L'histoire :
Varsovie, 1944. Le printemps commence à peine, la guerre se termine. Mais ça, Alicja et d’Edward ne le savent pas encore. Ils savent simplement qu’ils s’aiment dans cette ville qui essaie de retrouver le calme malgré l’occupation allemande… et la tragédie de l’année précédente dans le ghetto juif. Le calme s’installe pourtant difficilement, si bien qu’Edward et Alicja se demandent si leur vie changera un jour ou s’il ne suffit pas d’être polonais pour mourir bientôt. Quoi qu’il en soit, ce début de printemps marque un évènement puisque Alicja présente enfin Edward à ses parents. Arrivé dans l’appartement, et après avoir essuyé quelques doutes puisqu’on parle de lui comme le « nouveau » fiancé (ce qui lui laisse imaginer qu’il y en a eu d’autres avant lui…), Edward fait la connaissance des parents d’Alicja. Ils le mettent d’ailleurs aussitôt à l’aise en lui offrant une paire de chaussons troués. Il rencontre également Krystyna, la sœur aînée d’Alicja, qui va bientôt se marier. Le repas se passe comme un charme. Bien qu’il soit difficile de se procurer de l’alcool, un verre de vodka accompagne même la fin du dîner. Krystyna enfile sa robe de mariée avec la vive désapprobation de sa mère qui affirme que ça porte malheur. L’heureux élu, Roman, est quant à lui absent. Il vit pourtant chez ses beaux-parents (mais ne dort pas avec sa promise !) depuis la mort de Jan, le frère d’Alicja et de Krystyna…

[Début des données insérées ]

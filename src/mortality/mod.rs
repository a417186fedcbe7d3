//! mortality — mortality-rate estimators and solvers.
//!
//! Purpose
//! -------
//! Collect the routines that recover mortality rates from data: the
//! Chapman-Robson catch-curve estimator of total mortality Z from an age
//! composition ([`CREstimate`]), and the fixed-iteration Newton-Raphson
//! solver that recovers fishing mortality F from the Baranov catch equation
//! ([`BaranovRates`]), together with their shared validation and error
//! infrastructure.
//!
//! Key behaviors
//! -------------
//! - Expose both routines as outcome types with constructor-style entry
//!   points, so callers receive values instead of mutating out-parameters.
//! - Keep solver configuration explicit and validated
//!   ([`BaranovOptions`]), never hidden in constants.
//! - Preserve the reference estimators' numeric signaling: the
//!   Chapman-Robson `-1` sentinel and NaN propagation survive at the
//!   numeric layer, with typed accessors on top.
//!
//! Invariants & assumptions
//! ------------------------
//! - Chapman-Robson ages are 1-based (`kage`, `aplus`); compositions are
//!   0-indexed by age − 1. The window is validated before any indexing.
//! - The Baranov solver runs a fixed iteration count with no convergence
//!   branch, for deterministic flop sequences and AD-tape compatibility.
//!
//! Conventions
//! -----------
//! - Structural misuse is a typed [`MortError`]; numeric degeneracy is
//!   propagated arithmetic. Error messages are phrased as domain
//!   constraints.
//!
//! Downstream usage
//! ----------------
//! - Assessment models call [`CREstimate::chapman_robson`] per year/fleet
//!   on observed age comps (often to initialize a mortality prior), and
//!   [`BaranovRates::solve`] inside the population-dynamics loop to
//!   condition F on observed catch.
//!
//! Testing notes
//! -------------
//! - Unit tests live with each routine; the crate-level integration test
//!   runs both on simulated data end to end.

pub mod baranov;
pub mod chapman_robson;
pub mod errors;
pub mod validation;

// ---- Re-exports (primary public surface) ----------------------------------

pub use self::baranov::{BaranovOptions, BaranovRates};
pub use self::chapman_robson::{CREstimate, CR_NO_ESTIMATE};
pub use self::errors::{MortError, MortResult};
pub use self::validation::validate_age_range;
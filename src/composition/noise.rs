//! composition::noise — additive log-ratio noise for compositional data.
//!
//! Purpose
//! -------
//! Perturb a vector of proportions in log space and renormalize, the way
//! assessment models simulate ageing error or take random-walk steps on
//! compositional quantities.
//!
//! Key behaviors
//! -------------
//! - `exp(ln(comp) + noise)` followed by division by the perturbed sum, so
//!   the output is again a composition (sums to 1 up to rounding).
//! - Zero-noise input reproduces the input, normalized.
//!
//! Invariants & assumptions
//! ------------------------
//! - Input proportions are expected to be strictly positive. A zero entry
//!   produces `-inf` in the log step, which the exponential collapses back
//!   to a zero output share; a negative entry produces NaN, which
//!   normalization smears across the whole output. Both match the original
//!   assessment code and are documented, not guarded.
//! - Only shape is validated; see `composition::validation`.
//!
//! Testing notes
//! -------------
//! - Unit tests cover zero-noise idempotence, unit-sum preservation under
//!   arbitrary finite noise, the zero-share collapse for a zero proportion,
//!   and NaN propagation for a negative proportion.

use ndarray::Array1;

use crate::composition::errors::CompResult;
use crate::composition::validation::validate_pair;
use crate::numeric::scalar::Scalar;

/// Add log-ratio noise to a composition and renormalize.
///
/// Parameters
/// ----------
/// - `input_comp`: proportions (strictly positive for meaningful output);
///   need not sum to 1 on input — normalization handles scale.
/// - `noise`: additive perturbation in log space, same length as
///   `input_comp`. Zeros leave the composition unchanged up to
///   normalization.
///
/// Returns
/// -------
/// `CompResult<Array1<T>>`
///   - `Ok(out)` with `out = exp(ln(input_comp) + noise) / Σ exp(...)`,
///     same length as the input and summing to 1 up to floating-point
///     error whenever all inputs are positive and the noise is finite.
///   - `Err(CompError)` for empty input or a length mismatch.
///
/// Panics
/// ------
/// - Never panics. A zero proportion logs to `-inf` and comes back as a
///   zero output share; a negative proportion yields NaN that contaminates
///   every output entry through the shared normalizer. Neither is caught
///   here.
///
/// Examples
/// --------
/// ```rust
/// use ndarray::array;
/// use stock_assessment::composition::add_comp_noise;
///
/// let comp = array![0.2_f64, 0.3, 0.5];
/// let noise = array![0.0, 0.0, 0.0];
///
/// let out = add_comp_noise(&comp, &noise).unwrap();
/// assert!((out.sum() - 1.0).abs() < 1e-12);
/// ```
pub fn add_comp_noise<T: Scalar>(
    input_comp: &Array1<T>, noise: &Array1<T>,
) -> CompResult<Array1<T>> {
    validate_pair(input_comp, noise)?;

    let log_comp = input_comp.mapv(|c| c.ln());
    let perturbed = (&log_comp + noise).mapv(|v| v.exp());
    let total = perturbed.sum();

    Ok(perturbed.mapv(|v| v / total))
}

#[cfg(test)]
mod tests {
    use approx::assert_relative_eq;
    use ndarray::array;

    use super::*;
    use crate::composition::errors::CompError;

    // -------------------------------------------------------------------------
    // Scope
    // -----
    // These tests cover:
    // - Zero-noise idempotence on an already-normalized composition.
    // - Normalization of an unnormalized input.
    // - Unit-sum preservation under non-trivial noise.
    // - The zero-share collapse for a zero proportion and NaN propagation
    //   for a negative proportion.
    // - Structural validation errors.
    // -------------------------------------------------------------------------

    #[test]
    // Purpose
    // -------
    // Verify that zero noise reproduces a normalized composition exactly
    // (up to floating-point rounding).
    //
    // Given
    // -----
    // - comp = [0.2, 0.3, 0.5] (sums to 1), noise = 0.
    //
    // Expect
    // ------
    // - Output elements match the input to ~1e-15 and sum to 1.
    fn zero_noise_is_idempotent_on_normalized_input() {
        // Arrange
        let comp = array![0.2_f64, 0.3, 0.5];
        let noise = array![0.0, 0.0, 0.0];

        // Act
        let out = add_comp_noise(&comp, &noise).unwrap();

        // Assert
        for (o, c) in out.iter().zip(comp.iter()) {
            assert_relative_eq!(*o, *c, max_relative = 1e-14);
        }
        assert_relative_eq!(out.sum(), 1.0, max_relative = 1e-14);
    }

    #[test]
    // Purpose
    // -------
    // Verify that an unnormalized input comes out normalized under zero
    // noise (counts in, proportions out).
    //
    // Given
    // -----
    // - comp = [2, 3, 5] (sums to 10), noise = 0.
    //
    // Expect
    // ------
    // - Output == [0.2, 0.3, 0.5] up to rounding.
    fn zero_noise_normalizes_counts_to_proportions() {
        // Arrange
        let comp = array![2.0_f64, 3.0, 5.0];
        let noise = array![0.0, 0.0, 0.0];

        // Act
        let out = add_comp_noise(&comp, &noise).unwrap();

        // Assert
        let expected = [0.2, 0.3, 0.5];
        for (o, e) in out.iter().zip(expected.iter()) {
            assert_relative_eq!(*o, *e, max_relative = 1e-14);
        }
    }

    #[test]
    // Purpose
    // -------
    // Verify that arbitrary finite noise preserves the unit-sum and
    // positivity of the output.
    //
    // Given
    // -----
    // - A 4-component composition and mixed-sign noise.
    //
    // Expect
    // ------
    // - All outputs strictly positive; sum == 1 up to rounding.
    fn noisy_output_is_positive_and_sums_to_one() {
        // Arrange
        let comp = array![0.1_f64, 0.4, 0.25, 0.25];
        let noise = array![0.3, -0.8, 0.05, 1.2];

        // Act
        let out = add_comp_noise(&comp, &noise).unwrap();

        // Assert
        assert!(out.iter().all(|v| *v > 0.0));
        assert_relative_eq!(out.sum(), 1.0, max_relative = 1e-12);
    }

    #[test]
    // Purpose
    // -------
    // Verify the zero-proportion behavior: ln(0) = -inf collapses back to
    // a zero share under exp, so the output is finite with the zero entry
    // preserved and the remaining mass renormalized.
    //
    // Given
    // -----
    // - comp = [0.0, 1.0], noise = 0.
    //
    // Expect
    // ------
    // - The call succeeds; out == [0.0, 1.0] with every entry finite.
    fn zero_proportion_collapses_to_zero_share() {
        // Arrange
        let comp = array![0.0_f64, 1.0];
        let noise = array![0.0, 0.0];

        // Act
        let out = add_comp_noise(&comp, &noise).unwrap();

        // Assert
        assert!(out.iter().all(|v| v.is_finite()));
        assert_eq!(out[0], 0.0);
        assert_eq!(out[1], 1.0);
    }

    #[test]
    // Purpose
    // -------
    // Verify the documented failure mode for truly invalid input: a
    // negative proportion logs to NaN, and the shared normalizer smears
    // NaN across every output entry rather than erroring.
    //
    // Given
    // -----
    // - comp = [-0.2, 1.0], noise = 0.
    //
    // Expect
    // ------
    // - The call succeeds structurally; every output entry is NaN.
    fn negative_proportion_propagates_nan_everywhere() {
        // Arrange
        let comp = array![-0.2_f64, 1.0];
        let noise = array![0.0, 0.0];

        // Act
        let out = add_comp_noise(&comp, &noise).unwrap();

        // Assert
        assert!(out.iter().all(|v| v.is_nan()));
    }

    #[test]
    // Purpose
    // -------
    // Verify structural validation: empty input and mismatched lengths are
    // typed errors, not panics.
    fn structural_misuse_is_reported_as_typed_errors() {
        let empty: Array1<f64> = array![];
        assert_eq!(add_comp_noise(&empty, &empty), Err(CompError::EmptyComposition));

        let comp = array![0.5_f64, 0.5];
        let noise = array![0.0];
        assert_eq!(
            add_comp_noise(&comp, &noise),
            Err(CompError::LengthMismatch { left: 2, right: 1 })
        );
    }
}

Ce qu'on en pense sur la planète BD :
Une colorisation qui se joue des noirs, des blancs et d’une subtile bichromie. Des cadrages aux silences pesants qui cèdent la place à des visages faussement insouciants. La simplicité comme arme et une véritable « patte » pour ciseler avec précisions ses intentions… Le dessin de Gawron (Krzysztof Gawronkiewicz) installe le récit à la perfection dans une valse émotionnelle peu commune : lente, gorgée de drames passés ou à venir et généreusement attachée à l’envie de vivre malgré tout avec, pour objectif, la liberté. Et c‘est bien là la véritable réussite de cette première soixantaine de pages : asseoir un fait historique connu, nous en faire palper la violence sans aucune brutalité, par le judicieux truchement de vies « ordinaires » n’ayant aucun autre choix que de vivre ce que l’Histoire leur a proposé. Ces vies, ce sont d’abord celles d’Alicja et d’Edward qui s’aiment passionnément. C’est également celle de Krystyna qui va bientôt se marier avec le meilleur ami de Jan, son frère, résistant qu’on croyait immortel et pourtant froidement abattu il y a peu de temps. Ce sont enfin celles des habitants de l’immeuble d’Alicja : ses parents ; un commerçant fou d’amour pour une femme expulsée dans le ghetto juif ; ou encore Anna prise au piège de sa passion pour un officier nazi. Soutenu par un texte saisissant, narré en voix off (en une sorte de long flashback), tantôt par l’intermédiaire d’Alicja, tantôt par celui d’Edward, l’ensemble se refuse tout jugement et force l’attachement à chacun des protagonistes. Des personnages qui se refusent d’être des héros, rêvent simplement d’amour, de printemps et de liberté Certains gagneront la résistance et tous vivront ce fameux « orage », cette insurrection de Varsovie, tisonnée si sensiblement, dans cette première partie, par une scénariste qu’on avait appris à apprécier à travers son incroyable petite Marzi.